- [Task goal]: Looking at the records below, please say how many lines contain the word "TargetConfig", as a bare number.

Input data START

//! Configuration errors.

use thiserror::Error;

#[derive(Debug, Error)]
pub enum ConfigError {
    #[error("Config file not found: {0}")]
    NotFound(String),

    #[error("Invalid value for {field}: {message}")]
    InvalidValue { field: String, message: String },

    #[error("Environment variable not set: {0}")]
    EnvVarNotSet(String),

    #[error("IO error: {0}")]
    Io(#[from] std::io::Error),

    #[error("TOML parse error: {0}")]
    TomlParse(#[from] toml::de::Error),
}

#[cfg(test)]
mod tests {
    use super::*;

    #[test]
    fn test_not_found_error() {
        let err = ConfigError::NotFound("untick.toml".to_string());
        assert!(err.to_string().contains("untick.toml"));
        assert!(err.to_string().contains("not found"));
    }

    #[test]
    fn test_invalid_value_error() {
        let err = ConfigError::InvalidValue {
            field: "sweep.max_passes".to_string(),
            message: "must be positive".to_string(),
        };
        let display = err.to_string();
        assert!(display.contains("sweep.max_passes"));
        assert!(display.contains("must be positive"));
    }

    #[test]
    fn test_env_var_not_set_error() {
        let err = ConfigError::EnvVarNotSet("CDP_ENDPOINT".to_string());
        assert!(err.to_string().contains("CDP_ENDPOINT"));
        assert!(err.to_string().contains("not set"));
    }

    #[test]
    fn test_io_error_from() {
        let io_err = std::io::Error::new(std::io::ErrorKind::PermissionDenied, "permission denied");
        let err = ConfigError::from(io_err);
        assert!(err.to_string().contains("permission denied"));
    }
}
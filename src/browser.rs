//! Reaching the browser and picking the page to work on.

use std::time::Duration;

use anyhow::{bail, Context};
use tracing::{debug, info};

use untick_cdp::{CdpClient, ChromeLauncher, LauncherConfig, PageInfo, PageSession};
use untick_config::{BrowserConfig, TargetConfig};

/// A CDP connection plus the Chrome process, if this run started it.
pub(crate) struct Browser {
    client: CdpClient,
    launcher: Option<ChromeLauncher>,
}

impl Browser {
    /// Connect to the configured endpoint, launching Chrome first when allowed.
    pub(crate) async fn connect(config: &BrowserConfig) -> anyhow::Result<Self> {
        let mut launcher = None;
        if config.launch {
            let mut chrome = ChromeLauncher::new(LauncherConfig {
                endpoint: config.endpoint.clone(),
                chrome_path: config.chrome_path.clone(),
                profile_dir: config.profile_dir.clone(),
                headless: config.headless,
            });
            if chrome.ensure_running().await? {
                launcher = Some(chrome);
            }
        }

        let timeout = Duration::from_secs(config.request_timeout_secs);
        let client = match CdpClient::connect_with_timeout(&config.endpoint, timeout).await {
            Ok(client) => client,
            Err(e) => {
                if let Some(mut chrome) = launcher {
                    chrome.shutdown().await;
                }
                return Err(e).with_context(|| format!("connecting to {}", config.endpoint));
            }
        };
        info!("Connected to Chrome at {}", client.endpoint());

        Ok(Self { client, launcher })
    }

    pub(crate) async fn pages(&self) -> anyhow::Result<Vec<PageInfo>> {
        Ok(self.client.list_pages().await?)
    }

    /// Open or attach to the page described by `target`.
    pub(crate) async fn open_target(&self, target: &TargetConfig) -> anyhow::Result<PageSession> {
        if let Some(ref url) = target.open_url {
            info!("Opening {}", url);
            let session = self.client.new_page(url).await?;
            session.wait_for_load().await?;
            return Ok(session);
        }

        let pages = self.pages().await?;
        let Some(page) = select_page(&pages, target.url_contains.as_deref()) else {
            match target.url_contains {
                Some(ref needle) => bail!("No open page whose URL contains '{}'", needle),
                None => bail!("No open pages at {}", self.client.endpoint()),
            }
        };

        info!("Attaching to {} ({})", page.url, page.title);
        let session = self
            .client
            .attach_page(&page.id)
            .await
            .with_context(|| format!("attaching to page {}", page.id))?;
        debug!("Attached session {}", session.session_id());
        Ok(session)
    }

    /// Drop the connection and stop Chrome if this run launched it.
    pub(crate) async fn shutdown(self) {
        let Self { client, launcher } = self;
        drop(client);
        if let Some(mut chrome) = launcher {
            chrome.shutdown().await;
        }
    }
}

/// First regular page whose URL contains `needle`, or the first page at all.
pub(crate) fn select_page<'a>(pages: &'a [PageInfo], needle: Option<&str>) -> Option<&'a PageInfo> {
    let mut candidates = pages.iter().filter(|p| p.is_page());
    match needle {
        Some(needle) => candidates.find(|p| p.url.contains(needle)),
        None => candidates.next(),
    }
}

Input data END
Input data START

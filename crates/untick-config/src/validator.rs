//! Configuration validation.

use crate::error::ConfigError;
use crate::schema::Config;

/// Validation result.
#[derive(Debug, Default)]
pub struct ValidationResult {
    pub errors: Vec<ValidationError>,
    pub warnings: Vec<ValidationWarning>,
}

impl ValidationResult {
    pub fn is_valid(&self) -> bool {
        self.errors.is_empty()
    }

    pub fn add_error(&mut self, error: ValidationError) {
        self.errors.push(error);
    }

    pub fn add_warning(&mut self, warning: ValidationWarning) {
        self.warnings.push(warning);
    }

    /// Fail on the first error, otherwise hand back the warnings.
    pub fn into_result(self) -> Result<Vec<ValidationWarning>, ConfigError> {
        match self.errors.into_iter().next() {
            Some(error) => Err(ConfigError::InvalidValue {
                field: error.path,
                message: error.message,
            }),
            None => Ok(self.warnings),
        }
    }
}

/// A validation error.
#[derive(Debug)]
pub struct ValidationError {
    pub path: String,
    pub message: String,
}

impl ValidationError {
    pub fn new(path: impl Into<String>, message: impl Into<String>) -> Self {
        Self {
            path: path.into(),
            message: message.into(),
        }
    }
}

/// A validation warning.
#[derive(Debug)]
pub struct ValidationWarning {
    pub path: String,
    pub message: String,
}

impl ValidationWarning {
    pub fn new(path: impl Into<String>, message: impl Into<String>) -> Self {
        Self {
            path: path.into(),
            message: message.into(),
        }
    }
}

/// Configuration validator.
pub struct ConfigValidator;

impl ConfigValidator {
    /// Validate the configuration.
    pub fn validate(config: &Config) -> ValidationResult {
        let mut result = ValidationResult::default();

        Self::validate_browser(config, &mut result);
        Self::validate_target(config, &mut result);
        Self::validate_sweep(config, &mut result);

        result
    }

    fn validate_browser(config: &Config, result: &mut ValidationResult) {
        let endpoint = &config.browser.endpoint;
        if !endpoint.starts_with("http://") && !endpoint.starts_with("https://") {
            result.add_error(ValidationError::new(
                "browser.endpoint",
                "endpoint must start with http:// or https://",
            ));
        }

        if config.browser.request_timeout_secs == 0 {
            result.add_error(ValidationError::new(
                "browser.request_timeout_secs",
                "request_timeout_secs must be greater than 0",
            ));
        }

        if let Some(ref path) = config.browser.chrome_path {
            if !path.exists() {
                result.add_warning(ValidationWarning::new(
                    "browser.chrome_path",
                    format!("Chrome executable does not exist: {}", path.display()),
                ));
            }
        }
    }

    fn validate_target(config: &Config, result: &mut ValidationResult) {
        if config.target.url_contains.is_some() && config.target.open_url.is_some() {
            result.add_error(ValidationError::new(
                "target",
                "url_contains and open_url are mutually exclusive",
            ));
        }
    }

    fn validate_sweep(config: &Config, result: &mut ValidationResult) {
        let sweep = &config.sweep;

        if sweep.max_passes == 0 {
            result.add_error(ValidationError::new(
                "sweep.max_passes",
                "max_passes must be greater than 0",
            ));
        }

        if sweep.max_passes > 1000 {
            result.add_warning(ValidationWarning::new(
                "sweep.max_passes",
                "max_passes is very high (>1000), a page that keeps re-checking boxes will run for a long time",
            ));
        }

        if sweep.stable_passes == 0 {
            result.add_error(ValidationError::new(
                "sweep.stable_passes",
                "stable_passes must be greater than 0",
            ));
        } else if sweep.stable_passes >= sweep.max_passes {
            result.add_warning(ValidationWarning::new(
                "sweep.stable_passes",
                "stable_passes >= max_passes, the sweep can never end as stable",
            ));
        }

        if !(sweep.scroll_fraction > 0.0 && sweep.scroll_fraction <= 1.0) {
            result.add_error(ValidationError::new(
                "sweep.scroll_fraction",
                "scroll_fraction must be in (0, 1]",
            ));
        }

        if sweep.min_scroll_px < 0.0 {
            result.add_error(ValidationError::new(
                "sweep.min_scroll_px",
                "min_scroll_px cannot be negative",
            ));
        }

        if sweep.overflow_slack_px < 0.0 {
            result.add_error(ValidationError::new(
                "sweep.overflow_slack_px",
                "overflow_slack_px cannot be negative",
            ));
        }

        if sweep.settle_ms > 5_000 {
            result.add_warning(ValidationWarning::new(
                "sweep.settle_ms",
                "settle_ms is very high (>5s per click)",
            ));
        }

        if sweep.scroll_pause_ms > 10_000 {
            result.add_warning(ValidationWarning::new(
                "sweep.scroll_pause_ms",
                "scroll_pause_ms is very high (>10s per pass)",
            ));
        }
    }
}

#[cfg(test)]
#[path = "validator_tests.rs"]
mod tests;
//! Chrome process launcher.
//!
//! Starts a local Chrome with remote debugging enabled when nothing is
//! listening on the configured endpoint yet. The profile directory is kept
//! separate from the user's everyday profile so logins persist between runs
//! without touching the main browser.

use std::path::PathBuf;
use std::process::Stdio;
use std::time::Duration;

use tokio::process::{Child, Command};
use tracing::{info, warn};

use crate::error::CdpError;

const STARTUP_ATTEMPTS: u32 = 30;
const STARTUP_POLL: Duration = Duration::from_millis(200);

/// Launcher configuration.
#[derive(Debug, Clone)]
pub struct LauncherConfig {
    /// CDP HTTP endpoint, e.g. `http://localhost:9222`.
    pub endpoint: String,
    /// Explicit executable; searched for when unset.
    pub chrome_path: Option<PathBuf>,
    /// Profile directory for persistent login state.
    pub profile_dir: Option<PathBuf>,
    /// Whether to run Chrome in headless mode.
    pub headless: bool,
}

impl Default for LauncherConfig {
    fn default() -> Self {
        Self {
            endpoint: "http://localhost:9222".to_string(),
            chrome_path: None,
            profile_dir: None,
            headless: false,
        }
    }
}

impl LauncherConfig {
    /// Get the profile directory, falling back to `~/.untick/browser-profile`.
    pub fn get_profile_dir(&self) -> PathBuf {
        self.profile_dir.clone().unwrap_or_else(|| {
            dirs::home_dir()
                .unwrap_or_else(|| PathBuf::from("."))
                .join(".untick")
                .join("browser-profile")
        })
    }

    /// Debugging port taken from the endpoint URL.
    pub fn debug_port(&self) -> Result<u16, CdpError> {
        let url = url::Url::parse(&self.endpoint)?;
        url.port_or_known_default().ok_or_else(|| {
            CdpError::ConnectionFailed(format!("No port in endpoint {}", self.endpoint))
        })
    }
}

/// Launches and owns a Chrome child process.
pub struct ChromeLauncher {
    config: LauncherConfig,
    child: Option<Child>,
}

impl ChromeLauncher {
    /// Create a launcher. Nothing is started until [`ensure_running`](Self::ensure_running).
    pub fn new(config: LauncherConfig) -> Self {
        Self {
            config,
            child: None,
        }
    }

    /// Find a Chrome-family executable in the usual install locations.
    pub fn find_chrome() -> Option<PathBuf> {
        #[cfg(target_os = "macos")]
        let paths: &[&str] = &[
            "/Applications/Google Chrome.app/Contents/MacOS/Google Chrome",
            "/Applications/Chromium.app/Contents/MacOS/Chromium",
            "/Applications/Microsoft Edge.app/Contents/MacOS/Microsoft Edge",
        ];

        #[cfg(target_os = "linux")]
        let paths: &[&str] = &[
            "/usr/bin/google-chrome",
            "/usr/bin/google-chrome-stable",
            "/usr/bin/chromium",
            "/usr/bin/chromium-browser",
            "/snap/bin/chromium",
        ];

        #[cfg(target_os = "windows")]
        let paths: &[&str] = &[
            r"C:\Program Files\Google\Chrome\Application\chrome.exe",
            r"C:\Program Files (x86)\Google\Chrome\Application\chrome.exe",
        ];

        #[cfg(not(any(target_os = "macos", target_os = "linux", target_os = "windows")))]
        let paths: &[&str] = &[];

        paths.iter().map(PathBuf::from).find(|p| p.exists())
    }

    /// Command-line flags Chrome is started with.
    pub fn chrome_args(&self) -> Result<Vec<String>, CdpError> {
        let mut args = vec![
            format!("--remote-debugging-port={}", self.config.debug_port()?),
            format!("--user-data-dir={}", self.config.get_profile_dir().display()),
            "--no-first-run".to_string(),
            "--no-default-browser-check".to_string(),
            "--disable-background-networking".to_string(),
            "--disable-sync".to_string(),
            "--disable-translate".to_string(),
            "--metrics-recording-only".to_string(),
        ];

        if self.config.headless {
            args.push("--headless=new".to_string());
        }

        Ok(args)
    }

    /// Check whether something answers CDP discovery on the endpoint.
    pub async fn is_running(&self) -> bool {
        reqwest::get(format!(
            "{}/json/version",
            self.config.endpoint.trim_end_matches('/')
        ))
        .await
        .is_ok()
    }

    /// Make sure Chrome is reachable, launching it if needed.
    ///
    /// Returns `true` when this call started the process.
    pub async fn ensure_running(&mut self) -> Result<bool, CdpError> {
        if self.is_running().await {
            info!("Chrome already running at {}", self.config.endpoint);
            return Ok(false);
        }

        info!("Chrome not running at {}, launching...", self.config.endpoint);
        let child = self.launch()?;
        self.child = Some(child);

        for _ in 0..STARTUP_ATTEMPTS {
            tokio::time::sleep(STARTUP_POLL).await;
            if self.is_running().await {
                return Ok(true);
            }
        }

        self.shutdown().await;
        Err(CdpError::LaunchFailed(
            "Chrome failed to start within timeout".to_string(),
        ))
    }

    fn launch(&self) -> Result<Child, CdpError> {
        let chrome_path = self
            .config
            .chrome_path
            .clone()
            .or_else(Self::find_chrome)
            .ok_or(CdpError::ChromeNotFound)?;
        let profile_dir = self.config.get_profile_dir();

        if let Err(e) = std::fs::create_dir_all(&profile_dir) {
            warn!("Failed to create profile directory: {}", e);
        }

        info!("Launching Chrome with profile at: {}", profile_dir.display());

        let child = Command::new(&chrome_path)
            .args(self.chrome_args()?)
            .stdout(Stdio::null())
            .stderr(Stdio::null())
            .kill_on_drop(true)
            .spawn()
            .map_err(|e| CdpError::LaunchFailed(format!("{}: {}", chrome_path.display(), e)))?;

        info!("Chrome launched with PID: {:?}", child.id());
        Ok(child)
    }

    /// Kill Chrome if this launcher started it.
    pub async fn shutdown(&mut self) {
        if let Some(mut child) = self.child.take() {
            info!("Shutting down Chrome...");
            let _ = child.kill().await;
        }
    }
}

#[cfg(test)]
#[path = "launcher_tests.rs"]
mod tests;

Input data END

- [Exercise answer]: 2